Case ID: KEL776
Solution ID: 37127
Words: 1681
Price $ 45

Corporate Governance at Martha Stewart Living Omnimedia Case Solution

Case Solution

"The case opens with Martha Stewart's 2005 discharge from jail tailing her conviction for discouraging an insider-exchanging examination of her 2001 offer of individual stock. The outrage managed a handicapping hit to the capable Martha Stewart brand and drove results at her namesake organization, Martha Stewart Living Omni media (MSO), profound into the red. In any case, as proprietor of more than 90 percent of MSO's voting shares, Stewart kept on controlling the organization all through the embarrassment. The organization confronted huge outside difficulties, including changing buyer inclinations and mounting rivalry in the majority of its business sectors. Notice rates were under weight as publicists started dividing spending over various stages, including the Internet and online networking, where MSO was frail. New contenders were drawing perusers from MSO's leader distribution, Martha Stewart Living. Furthermore, in its second greatest business, marketing, retailing juggernauts, for example, Wal-Mart and Target were squashing MSO's most critical deals channel, Kmart. Interior difficulties lingered much bigger, with various disappointments of administration while the organization endeavored a turnaround. This case can be utilized to instruct either corporate administration or turnarounds. "

Excel Calculations

Questions Covered

1. In what ways did Stewart’s control of shareholder voting rights disrupt the functioning of the board? How did her control of the board interfere with directors’ carrying out their fiduciary duties?

2. What changes in the makeup of the board would have improved governance?
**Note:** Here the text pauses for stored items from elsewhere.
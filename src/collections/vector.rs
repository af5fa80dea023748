use crate::value::Value;
use std::hash::{Hash, Hasher};
use std::rc::Rc;

const BITS: u32 = 4;
const WIDTH: usize = 16;
const MASK: usize = 0xF;

#[derive(Debug, Clone)]
enum Node {
    Leaf(Rc<[Option<Value>; WIDTH]>),
    Branch(Rc<[Option<Node>; WIDTH]>),
}

impl Node {
    fn empty_leaf() -> Node {
        Node::Leaf(Rc::new(std::array::from_fn(|_| None)))
    }

    fn empty(shift: u32) -> Node {
        if shift == 0 {
            Node::empty_leaf()
        } else {
            Node::Branch(Rc::new(std::array::from_fn(|_| None)))
        }
    }
}

/// A bit-partitioned vector trie: a 16-way tree indexed by successive 4-bit
/// chunks of the element index, most significant chunk at the root.
///
/// Rather than tracking only a length, the vector tracks a live window
/// `[idx0, idx1)` over the tree's index space. Appends write at `idx1`,
/// prepends write below `idx0`, and `sub_vec` narrows the window without
/// touching any node. When an edge of the window hits the tree's capacity a
/// new root level is added (on the left this shifts the whole window up by
/// the old capacity). Updates copy the root-to-leaf path with
/// `Rc::make_mut`, so older versions stay readable.
#[derive(Debug, Clone)]
pub struct TrieVector {
    root: Node,
    /// Bits of index consumed below the root; the tree holds
    /// `1 << (shift + 4)` slots.
    shift: u32,
    idx0: usize,
    idx1: usize,
    mutable: bool,
}

impl TrieVector {
    pub fn new() -> TrieVector {
        TrieVector {
            root: Node::empty_leaf(),
            shift: 0,
            idx0: 0,
            idx1: 0,
            mutable: false,
        }
    }

    pub fn builder() -> TrieVector {
        TrieVector {
            mutable: true,
            ..TrieVector::new()
        }
    }

    pub fn len(&self) -> usize {
        self.idx1 - self.idx0
    }

    pub fn is_empty(&self) -> bool {
        self.idx0 == self.idx1
    }

    pub fn is_mutable(&self) -> bool {
        self.mutable
    }

    pub fn freeze(&mut self) {
        self.mutable = false;
    }

    pub fn frozen(mut self) -> TrieVector {
        self.freeze();
        self
    }

    fn capacity(&self) -> usize {
        1usize << (self.shift + BITS)
    }

    pub fn get(&self, index: usize) -> Option<&Value> {
        if index >= self.len() {
            return None;
        }
        let i = self.idx0 + index;
        let mut node = &self.root;
        let mut shift = self.shift;
        loop {
            match node {
                Node::Leaf(slots) => return slots[i & MASK].as_ref(),
                Node::Branch(children) => {
                    node = children[(i >> shift) & MASK].as_ref()?;
                    shift -= BITS;
                }
            }
        }
    }

    pub fn first(&self) -> Option<&Value> {
        self.get(0)
    }

    pub fn last(&self) -> Option<&Value> {
        self.len().checked_sub(1).and_then(|i| self.get(i))
    }

    fn set_in(node: &mut Node, shift: u32, i: usize, value: Value) {
        match node {
            Node::Leaf(slots) => {
                Rc::make_mut(slots)[i & MASK] = Some(value);
            }
            Node::Branch(children_rc) => {
                let children = Rc::make_mut(children_rc);
                let child =
                    children[(i >> shift) & MASK].get_or_insert_with(|| Node::empty(shift - BITS));
                Self::set_in(child, shift - BITS, i, value);
            }
        }
    }

    /// Append on the right.
    pub fn push(mut self, value: Value) -> TrieVector {
        if self.idx1 == self.capacity() {
            self.grow_right();
        }
        let (i, shift) = (self.idx1, self.shift);
        Self::set_in(&mut self.root, shift, i, value);
        self.idx1 += 1;
        self
    }

    /// Prepend on the left.
    pub fn cons(mut self, value: Value) -> TrieVector {
        if self.idx0 == 0 {
            self.grow_left();
        }
        self.idx0 -= 1;
        let (i, shift) = (self.idx0, self.shift);
        Self::set_in(&mut self.root, shift, i, value);
        self
    }

    fn grow_right(&mut self) {
        // New root one level up with the old tree as its leftmost child;
        // existing indices keep their meaning.
        let old = std::mem::replace(&mut self.root, Node::empty_leaf());
        let mut children: [Option<Node>; WIDTH] = std::array::from_fn(|_| None);
        children[0] = Some(old);
        self.root = Node::Branch(Rc::new(children));
        self.shift += BITS;
    }

    fn grow_left(&mut self) {
        // Prefer sliding the root's occupied slots up by one when the top
        // slot is free: same depth, window moves by one root stride. Only a
        // root whose top slot is live forces a new level, with the old tree
        // in slot 1 so slot 0 opens up below the window.
        let offset;
        match &mut self.root {
            Node::Leaf(slots_rc) if slots_rc[WIDTH - 1].is_none() => {
                let slots = Rc::make_mut(slots_rc);
                for j in (0..WIDTH - 1).rev() {
                    slots[j + 1] = slots[j].take();
                }
                offset = 1;
            }
            Node::Branch(children_rc) if children_rc[WIDTH - 1].is_none() => {
                let children = Rc::make_mut(children_rc);
                for j in (0..WIDTH - 1).rev() {
                    children[j + 1] = children[j].take();
                }
                offset = 1usize << self.shift;
            }
            root => {
                offset = 1usize << (self.shift + BITS);
                let old = std::mem::replace(root, Node::empty_leaf());
                let mut children: [Option<Node>; WIDTH] = std::array::from_fn(|_| None);
                children[1] = Some(old);
                *root = Node::Branch(Rc::new(children));
                self.shift += BITS;
            }
        }
        self.idx0 += offset;
        self.idx1 += offset;
    }

    /// Replace the element at `index`. `None` when out of bounds.
    pub fn update(mut self, index: usize, value: Value) -> Option<TrieVector> {
        if index >= self.len() {
            return None;
        }
        let (i, shift) = (self.idx0 + index, self.shift);
        Self::set_in(&mut self.root, shift, i, value);
        Some(self)
    }

    /// The `[start, end)` window as a vector sharing every node with this
    /// one. O(1): only the window bounds change.
    pub fn sub_vec(&self, start: usize, end: usize) -> Option<TrieVector> {
        if start > end || end > self.len() {
            return None;
        }
        let mut out = self.clone();
        out.idx1 = self.idx0 + end;
        out.idx0 = self.idx0 + start;
        out.mutable = false;
        Some(out)
    }

    pub fn iter(&self) -> impl Iterator<Item = &Value> {
        (0..self.len()).filter_map(move |i| self.get(i))
    }
}

impl Default for TrieVector {
    fn default() -> Self {
        TrieVector::new()
    }
}

impl FromIterator<Value> for TrieVector {
    fn from_iter<T: IntoIterator<Item = Value>>(iter: T) -> Self {
        let mut v = TrieVector::builder();
        for item in iter {
            v = v.push(item);
        }
        v.frozen()
    }
}

// Windows over different trees compare by contents.
impl PartialEq for TrieVector {
    fn eq(&self, other: &Self) -> bool {
        self.len() == other.len() && self.iter().zip(other.iter()).all(|(a, b)| a == b)
    }
}

impl Eq for TrieVector {}

impl Hash for TrieVector {
    fn hash<H: Hasher>(&self, state: &mut H) {
        self.len().hash(state);
        for item in self.iter() {
            item.hash(state);
        }
    }
}

// --- Unit Tests ---
#[cfg(test)]
mod tests {
    use super::*;

    fn int(n: i64) -> Value {
        Value::Int(n)
    }

    fn pushed(n: i64) -> TrieVector {
        (0..n).map(int).collect()
    }

    #[test]
    fn test_push_then_get_across_sizes() {
        for n in [0i64, 1, 32, 256, 4096, 65536] {
            let v = pushed(n);
            assert_eq!(v.len(), n as usize);
            for i in 0..n {
                assert_eq!(v.get(i as usize), Some(&int(i)), "n={} i={}", n, i);
            }
            assert_eq!(v.get(n as usize), None);
        }
    }

    #[test]
    fn test_cons_then_get_across_sizes() {
        for n in [0i64, 1, 32, 256, 4096, 65536] {
            let mut v = TrieVector::builder();
            // Prepending n-1, ..., 0 yields the same order as pushing.
            for i in (0..n).rev() {
                v = v.cons(int(i));
            }
            assert_eq!(v.len(), n as usize);
            for i in 0..n {
                assert_eq!(v.get(i as usize), Some(&int(i)), "n={} i={}", n, i);
            }
        }
    }

    #[test]
    fn test_mixed_ends() {
        let mut v = TrieVector::builder();
        for i in 0..100 {
            v = v.push(int(i)).cons(int(-i - 1));
        }
        assert_eq!(v.len(), 200);
        for (pos, expected) in (-100..100).enumerate() {
            assert_eq!(v.get(pos), Some(&int(expected)));
        }
        assert_eq!(v.first(), Some(&int(-100)));
        assert_eq!(v.last(), Some(&int(99)));
    }

    #[test]
    fn test_update_persistence() {
        let base = pushed(1000);
        let updated = base.clone().update(500, int(-1)).unwrap();
        assert_eq!(base.get(500), Some(&int(500)));
        assert_eq!(updated.get(500), Some(&int(-1)));
        assert_eq!(updated.get(499), Some(&int(499)));
        assert!(base.clone().update(1000, int(0)).is_none());
    }

    #[test]
    fn test_sub_vec_window() {
        let v = pushed(100);
        let w = v.sub_vec(10, 20).unwrap();
        assert_eq!(w.len(), 10);
        assert_eq!(w.get(0), Some(&int(10)));
        assert_eq!(w.get(9), Some(&int(19)));
        assert_eq!(w.get(10), None);
        // Windows narrow further and support growth at either end.
        let w2 = w.sub_vec(2, 5).unwrap();
        assert_eq!(w2.iter().cloned().collect::<Vec<_>>(), vec![int(12), int(13), int(14)]);
        let grown = w2.push(int(77)).cons(int(-77));
        assert_eq!(grown.first(), Some(&int(-77)));
        assert_eq!(grown.last(), Some(&int(77)));
        assert_eq!(grown.len(), 5);
        assert!(v.sub_vec(5, 3).is_none());
        assert!(v.sub_vec(0, 101).is_none());
    }

    #[test]
    fn test_equality_by_contents() {
        let a = pushed(50);
        let mut b = TrieVector::builder();
        for i in (0..50).rev() {
            b = b.cons(int(i));
        }
        assert_eq!(a, b);
        assert_ne!(a, pushed(49));
        // A window equals an independently built vector with the same
        // contents.
        let w = a.sub_vec(10, 13).unwrap();
        let c: TrieVector = (10..13).map(int).collect();
        assert_eq!(w, c);
    }

    #[test]
    fn test_iteration_order() {
        let v = pushed(300);
        let collected: Vec<Value> = v.iter().cloned().collect();
        assert_eq!(collected.len(), 300);
        assert_eq!(collected[0], int(0));
        assert_eq!(collected[299], int(299));
    }
}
3. How might changes in corporate bylaws have improved governance?

4. What situations might have been improved or avoided through better risk management?

5. What are the advantages and disadvantages of having one person serve as both a company's dominant brand its controlling shareholder?

6. In what ways did MSO fail to respond to competitive trends and changes in consumer preferences? Why?

7. What might management have done to stabilize revenue and reassure investors after Stewart's legal troubles surfaced?

8. What were the internal and external symptoms of trouble in the years following Stewart's 2005 return to the company?